* What you should do
Find the word "warn" in the listing. Copy out each line where it occurs.
··· Provided information ···
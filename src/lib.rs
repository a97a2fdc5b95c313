pub mod app;
pub mod config;
pub mod journal;
pub mod lql;
pub mod model;

pub use journal::{JournalCatalog, JournalDesc};
pub use lql::{CompileError, Expression, TagsPredicate, compile_tags_expr};
pub use model::TagMap;
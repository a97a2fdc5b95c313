use super::glob::PatternError;
use thiserror::Error;

/// Errors that can occur when compiling a tags expression
#[derive(Debug, Error)]
pub enum CompileError {
    #[error("wrong 'like' expression '{pattern}' for tag '{tag}': {source}")]
    InvalidPattern {
        tag: String,
        pattern: String,
        #[source]
        source: PatternError,
    },

    #[error("unsupported operation {op} for tag '{tag}'")]
    UnsupportedOperator { op: String, tag: String },
}
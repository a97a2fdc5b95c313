//! Journal catalog: the known journals and their tags.

use anyhow::{Context, Result};
use rayon::prelude::*;
use serde::{Deserialize, Serialize};
use std::path::Path;

use crate::lql::TagsPredicate;
use crate::model::TagMap;

#[derive(Debug, Clone, PartialEq, Deserialize, Serialize)]
pub struct JournalDesc {
    pub name: String,
    #[serde(default)]
    pub tags: TagMap,
}

#[derive(Debug, Clone, Default, Deserialize, Serialize)]
pub struct JournalCatalog {
    #[serde(default)]
    pub journals: Vec<JournalDesc>,
}

impl JournalCatalog {
    /// Read a catalog from a YAML (or JSON) file.
    pub fn load(path: &Path) -> Result<Self> {
        let file = std::fs::File::open(path)
            .with_context(|| format!("Catalog: Failed to open {:?}", path))?;
        let catalog: JournalCatalog = serde_yaml::from_reader(file)
            .with_context(|| format!("Catalog: Failed to parse {:?}", path))?;
        tracing::info!(
            "Catalog: {} journals loaded from {:?}",
            catalog.journals.len(),
            path
        );
        Ok(catalog)
    }

    /// Journals whose tags satisfy the predicate, in catalog order.
    pub fn select(&self, predicate: &TagsPredicate) -> Vec<&JournalDesc> {
        let selected: Vec<&JournalDesc> = self
            .journals
            .par_iter()
            .filter(|journal| predicate.matches(&journal.tags))
            .collect();
        tracing::debug!(
            "Catalog: {} of {} journals selected",
            selected.len(),
            self.journals.len()
        );
        selected
    }
}

#[cfg(test)]
mod tests {
    use super::*;
    use crate::lql::{Expression, OrCondition, XCondition, compile_tags_expr};

    fn catalog() -> JournalCatalog {
        serde_yaml::from_str(
            r#"
journals:
  - name: api-east
    tags: { region: us-east, env: prod, service: api }
  - name: api-west
    tags: { region: us-west, env: prod, service: api }
  - name: worker-east
    tags: { region: us-east, env: staging, service: worker }
  - name: scratch
"#,
        )
        .unwrap()
    }

    fn names<'a>(journals: &[&'a JournalDesc]) -> Vec<&'a str> {
        journals.iter().map(|j| j.name.as_str()).collect()
    }

    #[test]
    fn select_everything_without_expression() {
        let catalog = catalog();
        let predicate = compile_tags_expr(None).unwrap();
        assert_eq!(
            names(&catalog.select(&predicate)),
            vec!["api-east", "api-west", "worker-east", "scratch"]
        );
    }

    #[test]
    fn select_keeps_catalog_order() {
        let catalog = catalog();
        let expr = Expression::new(vec![
            OrCondition::new(vec![XCondition::cond("service", "=", "worker")]),
            OrCondition::new(vec![XCondition::cond("region", "LIKE", "us-*")]),
        ]);
        let predicate = compile_tags_expr(Some(&expr)).unwrap();
        assert_eq!(
            names(&catalog.select(&predicate)),
            vec!["api-east", "api-west", "worker-east"]
        );
    }

    #[test]
    fn journal_without_tags_matches_only_empty_comparisons() {
        let catalog = catalog();
        let expr = Expression::new(vec![OrCondition::new(vec![XCondition::cond(
            "env", "=", "",
        )])]);
        let predicate = compile_tags_expr(Some(&expr)).unwrap();
        assert_eq!(names(&catalog.select(&predicate)), vec!["scratch"]);
    }

    #[test]
    fn load_reports_missing_file() {
        let err = JournalCatalog::load(Path::new("/nonexistent/catalog.yaml")).unwrap_err();
        assert!(err.to_string().contains("Catalog"));
    }
}
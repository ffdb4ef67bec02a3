use chrono::{DateTime, Utc};
use serde::{Deserialize, Serialize};

pub type ItemId = u64;

const DISCUSSION_URL: &str = "https://news.ycombinator.com/item?id=";

/// A resolved story, comment, job or poll. The payload is discriminated by the
/// API's `type` field; records without a recognised `type` keep every field as
/// an optional in [`Untyped`].
#[derive(Debug, Clone, PartialEq, Deserialize, Serialize)]
#[serde(from = "RawItem", into = "RawItem")]
pub struct Item {
    pub id: ItemId,
    pub by: Option<String>,
    pub time: Option<i64>,
    pub deleted: bool,
    pub dead: bool,
    pub body: ItemBody,
}

#[derive(Debug, Clone, PartialEq)]
pub enum ItemBody {
    Story(Story),
    Comment(Comment),
    Job(Job),
    Poll(Poll),
    PollOpt(PollOpt),
    Untyped(Untyped),
}

#[derive(Debug, Clone, Default, PartialEq)]
pub struct Story {
    pub title: Option<String>,
    pub url: Option<String>,
    pub text: Option<String>,
    pub score: Option<i64>,
    pub descendants: Option<u64>,
    pub kids: Vec<ItemId>,
}

#[derive(Debug, Clone, Default, PartialEq)]
pub struct Comment {
    pub parent: Option<ItemId>,
    pub text: Option<String>,
    pub kids: Vec<ItemId>,
}

#[derive(Debug, Clone, Default, PartialEq)]
pub struct Job {
    pub title: Option<String>,
    pub url: Option<String>,
    pub text: Option<String>,
    pub score: Option<i64>,
}

#[derive(Debug, Clone, Default, PartialEq)]
pub struct Poll {
    pub title: Option<String>,
    pub text: Option<String>,
    pub score: Option<i64>,
    pub descendants: Option<u64>,
    pub kids: Vec<ItemId>,
    pub parts: Vec<ItemId>,
}

#[derive(Debug, Clone, Default, PartialEq)]
pub struct PollOpt {
    pub poll: Option<ItemId>,
    pub text: Option<String>,
    pub score: Option<i64>,
}

/// Missing or unrecognised `type`.
#[derive(Debug, Clone, Default, PartialEq)]
pub struct Untyped {
    pub kind: Option<String>,
    pub title: Option<String>,
    pub url: Option<String>,
    pub text: Option<String>,
    pub parent: Option<ItemId>,
    pub score: Option<i64>,
    pub descendants: Option<u64>,
    pub kids: Vec<ItemId>,
}

impl Item {
    pub fn kind(&self) -> &str {
        match &self.body {
            ItemBody::Story(_) => "story",
            ItemBody::Comment(_) => "comment",
            ItemBody::Job(_) => "job",
            ItemBody::Poll(_) => "poll",
            ItemBody::PollOpt(_) => "pollopt",
            ItemBody::Untyped(untyped) => untyped.kind.as_deref().unwrap_or(""),
        }
    }

    pub fn title(&self) -> Option<&str> {
        match &self.body {
            ItemBody::Story(story) => story.title.as_deref(),
            ItemBody::Job(job) => job.title.as_deref(),
            ItemBody::Poll(poll) => poll.title.as_deref(),
            ItemBody::Untyped(untyped) => untyped.title.as_deref(),
            ItemBody::Comment(_) | ItemBody::PollOpt(_) => None,
        }
    }

    pub fn text(&self) -> Option<&str> {
        match &self.body {
            ItemBody::Story(story) => story.text.as_deref(),
            ItemBody::Comment(comment) => comment.text.as_deref(),
            ItemBody::Job(job) => job.text.as_deref(),
            ItemBody::Poll(poll) => poll.text.as_deref(),
            ItemBody::PollOpt(opt) => opt.text.as_deref(),
            ItemBody::Untyped(untyped) => untyped.text.as_deref(),
        }
    }

    pub fn url(&self) -> Option<&str> {
        match &self.body {
            ItemBody::Story(story) => story.url.as_deref(),
            ItemBody::Job(job) => job.url.as_deref(),
            ItemBody::Untyped(untyped) => untyped.url.as_deref(),
            _ => None,
        }
    }

    pub fn score(&self) -> Option<i64> {
        match &self.body {
            ItemBody::Story(story) => story.score,
            ItemBody::Job(job) => job.score,
            ItemBody::Poll(poll) => poll.score,
            ItemBody::PollOpt(opt) => opt.score,
            ItemBody::Untyped(untyped) => untyped.score,
            ItemBody::Comment(_) => None,
        }
    }

    pub fn descendants(&self) -> Option<u64> {
        match &self.body {
            ItemBody::Story(story) => story.descendants,
            ItemBody::Poll(poll) => poll.descendants,
            ItemBody::Untyped(untyped) => untyped.descendants,
            _ => None,
        }
    }

    /// Parent of a comment (or the poll of a poll option).
    pub fn parent(&self) -> Option<ItemId> {
        match &self.body {
            ItemBody::Comment(comment) => comment.parent,
            ItemBody::PollOpt(opt) => opt.poll,
            ItemBody::Untyped(untyped) => untyped.parent,
            _ => None,
        }
    }

    /// Child references in display order. Absent and empty lists are the same.
    pub fn kids(&self) -> &[ItemId] {
        match &self.body {
            ItemBody::Story(story) => &story.kids,
            ItemBody::Comment(comment) => &comment.kids,
            ItemBody::Poll(poll) => &poll.kids,
            ItemBody::Untyped(untyped) => &untyped.kids,
            ItemBody::Job(_) | ItemBody::PollOpt(_) => &[],
        }
    }

    pub fn posted_at(&self) -> Option<DateTime<Utc>> {
        self.time.and_then(|secs| DateTime::from_timestamp(secs, 0))
    }

    pub fn discussion_url(&self) -> String {
        format!("{}{}", DISCUSSION_URL, self.id)
    }

    /// Outbound link for a story, or its discussion page when it has none.
    pub fn link(&self) -> String {
        match self.url() {
            Some(url) if !url.is_empty() => url.to_string(),
            _ => self.discussion_url(),
        }
    }
}

// Wire shape of an item: every field optional, `type` as a plain string.
#[derive(Debug, Clone, Default, Deserialize, Serialize)]
struct RawItem {
    id: ItemId,
    #[serde(rename = "type", default, skip_serializing_if = "Option::is_none")]
    kind: Option<String>,
    #[serde(default, skip_serializing_if = "Option::is_none")]
    by: Option<String>,
    #[serde(default, skip_serializing_if = "Option::is_none")]
    time: Option<i64>,
    #[serde(default, skip_serializing_if = "std::ops::Not::not")]
    deleted: bool,
    #[serde(default, skip_serializing_if = "std::ops::Not::not")]
    dead: bool,
    #[serde(default, skip_serializing_if = "Option::is_none")]
    title: Option<String>,
    #[serde(default, skip_serializing_if = "Option::is_none")]
    url: Option<String>,
    #[serde(default, skip_serializing_if = "Option::is_none")]
    text: Option<String>,
    #[serde(default, skip_serializing_if = "Option::is_none")]
    parent: Option<ItemId>,
    #[serde(default, skip_serializing_if = "Option::is_none")]
    poll: Option<ItemId>,
    #[serde(default, skip_serializing_if = "Option::is_none")]
    score: Option<i64>,
    #[serde(default, skip_serializing_if = "Option::is_none")]
    descendants: Option<u64>,
    #[serde(default, skip_serializing_if = "Option::is_none")]
    kids: Option<Vec<ItemId>>,
    #[serde(default, skip_serializing_if = "Option::is_none")]
    parts: Option<Vec<ItemId>>,
}

impl From<RawItem> for Item {
    fn from(raw: RawItem) -> Self {
        let kids = raw.kids.unwrap_or_default();
        let body = match raw.kind.as_deref() {
            Some("story") => ItemBody::Story(Story {
                title: raw.title,
                url: raw.url,
                text: raw.text,
                score: raw.score,
                descendants: raw.descendants,
                kids,
            }),
            Some("comment") => ItemBody::Comment(Comment {
                parent: raw.parent,
                text: raw.text,
                kids,
            }),
            Some("job") => ItemBody::Job(Job {
                title: raw.title,
                url: raw.url,
                text: raw.text,
                score: raw.score,
            }),
            Some("poll") => ItemBody::Poll(Poll {
                title: raw.title,
                text: raw.text,
                score: raw.score,
                descendants: raw.descendants,
                kids,
                parts: raw.parts.unwrap_or_default(),
            }),
            Some("pollopt") => ItemBody::PollOpt(PollOpt {
                poll: raw.poll.or(raw.parent),
                text: raw.text,
                score: raw.score,
            }),
            _ => ItemBody::Untyped(Untyped {
                kind: raw.kind,
                title: raw.title,
                url: raw.url,
                text: raw.text,
                parent: raw.parent,
                score: raw.score,
                descendants: raw.descendants,
                kids,
            }),
        };

        Item {
            id: raw.id,
            by: raw.by,
            time: raw.time,
            deleted: raw.deleted,
            dead: raw.dead,
            body,
        }
    }
}

impl From<Item> for RawItem {
    fn from(item: Item) -> Self {
        fn list(ids: Vec<ItemId>) -> Option<Vec<ItemId>> {
            (!ids.is_empty()).then_some(ids)
        }

        let mut raw = RawItem {
            id: item.id,
            by: item.by,
            time: item.time,
            deleted: item.deleted,
            dead: item.dead,
            ..RawItem::default()
        };

        match item.body {
            ItemBody::Story(story) => {
                raw.kind = Some("story".to_string());
                raw.title = story.title;
                raw.url = story.url;
                raw.text = story.text;
                raw.score = story.score;
                raw.descendants = story.descendants;
                raw.kids = list(story.kids);
            }
            ItemBody::Comment(comment) => {
                raw.kind = Some("comment".to_string());
                raw.parent = comment.parent;
                raw.text = comment.text;
                raw.kids = list(comment.kids);
            }
            ItemBody::Job(job) => {
                raw.kind = Some("job".to_string());
                raw.title = job.title;
                raw.url = job.url;
                raw.text = job.text;
                raw.score = job.score;
            }
            ItemBody::Poll(poll) => {
                raw.kind = Some("poll".to_string());
                raw.title = poll.title;
                raw.text = poll.text;
                raw.score = poll.score;
                raw.descendants = poll.descendants;
                raw.kids = list(poll.kids);
                raw.parts = list(poll.parts);
            }
            ItemBody::PollOpt(opt) => {
                raw.kind = Some("pollopt".to_string());
                raw.poll = opt.poll;
                raw.text = opt.text;
                raw.score = opt.score;
            }
            ItemBody::Untyped(untyped) => {
                raw.kind = untyped.kind;
                raw.title = untyped.title;
                raw.url = untyped.url;
                raw.text = untyped.text;
                raw.parent = untyped.parent;
                raw.score = untyped.score;
                raw.descendants = untyped.descendants;
                raw.kids = list(untyped.kids);
            }
        }

        raw
    }
}

#[derive(Debug, Clone, PartialEq, Deserialize, Serialize)]
pub struct User {
    pub id: String,
    #[serde(default)]
    pub about: Option<String>,
    #[serde(default)]
    pub karma: i64,
    #[serde(default)]
    pub created: i64,
    #[serde(default)]
    pub submitted: Vec<ItemId>,
}

/// Payload of the `updates` endpoint: recently changed items and profiles.
#[derive(Debug, Clone, Default, PartialEq, Deserialize, Serialize)]
pub struct Updates {
    #[serde(default)]
    pub items: Vec<ItemId>,
    #[serde(default)]
    pub profiles: Vec<String>,
}

#[cfg(test)]
mod tests {
    use super::*;
    use serde_json::json;

    fn item(value: serde_json::Value) -> Item {
        serde_json::from_value(value).expect("item should decode")
    }

    #[test]
    fn story_fields_land_in_story_variant() {
        let story = item(json!({
            "id": 8863, "type": "story", "by": "dhouston", "time": 1175714200,
            "title": "My YC app: Dropbox", "url": "http://www.getdropbox.com/u/2/screencast.html",
            "score": 111, "descendants": 71, "kids": [9224, 8917]
        }));

        assert!(matches!(story.body, ItemBody::Story(_)));
        assert_eq!(story.kind(), "story");
        assert_eq!(story.title(), Some("My YC app: Dropbox"));
        assert_eq!(story.kids(), &[9224, 8917]);
        assert_eq!(story.score(), Some(111));
        assert_eq!(story.descendants(), Some(71));
        assert_eq!(story.link(), "http://www.getdropbox.com/u/2/screencast.html");
        assert_eq!(
            story.posted_at().map(|t| t.timestamp()),
            Some(1175714200)
        );
    }

    #[test]
    fn comment_has_parent_and_no_title() {
        let comment = item(json!({
            "id": 2921983, "type": "comment", "by": "norvig", "parent": 2921506,
            "text": "Aw shucks", "time": 1314211127, "kids": [2922097]
        }));

        assert_eq!(comment.title(), None);
        assert_eq!(comment.parent(), Some(2921506));
        assert_eq!(comment.text(), Some("Aw shucks"));
        assert_eq!(comment.kids(), &[2922097]);
    }

    #[test]
    fn missing_type_keeps_fields_untyped() {
        let bare = item(json!({"id": 10, "title": "Hello"}));
        assert_eq!(bare.kind(), "");
        assert_eq!(bare.title(), Some("Hello"));
        assert!(bare.kids().is_empty());
        assert_eq!(bare.link(), "https://news.ycombinator.com/item?id=10");

        let odd = item(json!({"id": 11, "type": "mystery", "kids": [1]}));
        assert_eq!(odd.kind(), "mystery");
        assert_eq!(odd.kids(), &[1]);
    }

    #[test]
    fn absent_and_empty_kids_are_equivalent() {
        let absent = item(json!({"id": 1, "type": "comment"}));
        let empty = item(json!({"id": 1, "type": "comment", "kids": []}));
        assert_eq!(absent, empty);
        assert!(absent.kids().is_empty());
    }

    #[test]
    fn deleted_stub_decodes() {
        let stub = item(json!({"id": 5, "type": "comment", "deleted": true, "parent": 4}));
        assert!(stub.deleted);
        assert_eq!(stub.text(), None);
    }

    #[test]
    fn serializes_back_to_wire_shape() {
        let poll = item(json!({
            "id": 126809, "type": "poll", "title": "Poll", "parts": [126810, 126811],
            "kids": [126822]
        }));
        let value = serde_json::to_value(&poll).expect("serialize");
        assert_eq!(value["type"], "poll");
        assert_eq!(value["parts"], json!([126810, 126811]));
        assert!(value.get("deleted").is_none());
        assert_eq!(item(value), poll);
    }

    #[test]
    fn user_defaults_missing_fields() {
        let user: User = serde_json::from_value(json!({"id": "jl", "created": 1173923446}))
            .expect("user should decode");
        assert_eq!(user.karma, 0);
        assert!(user.submitted.is_empty());
        assert_eq!(user.about, None);
    }
}
//! Logging setup for the binary, on `tracing` and `tracing-subscriber`.
//!
//! Logs go to stderr so rendered output on stdout stays clean. `RUST_LOG`
//! wins when set; otherwise the verbosity count picks the level for this
//! crate and dependencies stay at `warn`.

use tracing_subscriber::fmt;
use tracing_subscriber::layer::SubscriberExt;
use tracing_subscriber::util::SubscriberInitExt;
use tracing_subscriber::EnvFilter;

pub fn level_for(verbosity: u8) -> &'static str {
    match verbosity {
        0 => "info",
        1 => "debug",
        _ => "trace",
    }
}

pub fn default_directives(verbosity: u8) -> String {
    let level = level_for(verbosity);
    format!("warn,hn_blog={level}")
}

pub fn init_logging(verbosity: u8) -> anyhow::Result<()> {
    let filter = match std::env::var(EnvFilter::DEFAULT_ENV) {
        Ok(directives) if !directives.is_empty() => EnvFilter::try_new(directives)?,
        _ => EnvFilter::try_new(default_directives(verbosity))?,
    };

    tracing_subscriber::registry()
        .with(filter)
        .with(fmt::layer().with_writer(std::io::stderr).with_target(false))
        .try_init()?;

    Ok(())
}
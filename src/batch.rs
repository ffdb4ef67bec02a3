use futures::future::try_join_all;
use serde_json::Value;
use tracing::debug;

use crate::address::Address;
use crate::cache::FetchCache;
use crate::error::FetchError;

pub const DEFAULT_GROUP_SIZE: usize = 100;

/// Fetches address lists in fixed-size groups: groups run one after another,
/// the addresses inside a group run concurrently through the cache. Peak
/// outstanding requests are bounded by the group size.
pub struct BatchedFetcher<'a> {
    cache: &'a FetchCache,
    group_size: usize,
}

impl<'a> BatchedFetcher<'a> {
    pub fn new(cache: &'a FetchCache, group_size: usize) -> Self {
        Self {
            cache,
            group_size: group_size.max(1),
        }
    }

    pub fn group_size(&self) -> usize {
        self.group_size
    }

    /// Fetch `addresses`, calling `on_group` with each group's values (in input
    /// order) before the next group starts. Returns all values in input order.
    pub async fn process<F>(&self, addresses: &[Address], on_group: F) -> Result<Vec<Value>, FetchError>
    where
        F: FnMut(&[Value]),
    {
        self.process_decoded(addresses, |_, value| Ok(value), on_group)
            .await
    }

    /// Like [`process`](Self::process), with every value passed through `decode`
    /// before the group is handed to `on_group`. A failed fetch or decode fails
    /// the whole call; groups already delivered stay delivered.
    pub async fn process_decoded<T, D, F>(
        &self,
        addresses: &[Address],
        mut decode: D,
        mut on_group: F,
    ) -> Result<Vec<T>, FetchError>
    where
        D: FnMut(&Address, Value) -> Result<T, FetchError>,
        F: FnMut(&[T]),
    {
        let mut results = Vec::with_capacity(addresses.len());

        for (index, group) in addresses.chunks(self.group_size).enumerate() {
            debug!(group = index, size = group.len(), "fetching group");

            let values = try_join_all(group.iter().map(|address| self.cache.resolve(address))).await?;

            let decoded = group
                .iter()
                .zip(values)
                .map(|(address, value)| decode(address, value))
                .collect::<Result<Vec<_>, _>>()?;

            on_group(&decoded);
            results.extend(decoded);
        }

        Ok(results)
    }
}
···
* Output of the task
//! crate and dependencies stay at `warn`.
    format!("warn,hn_blog={level}")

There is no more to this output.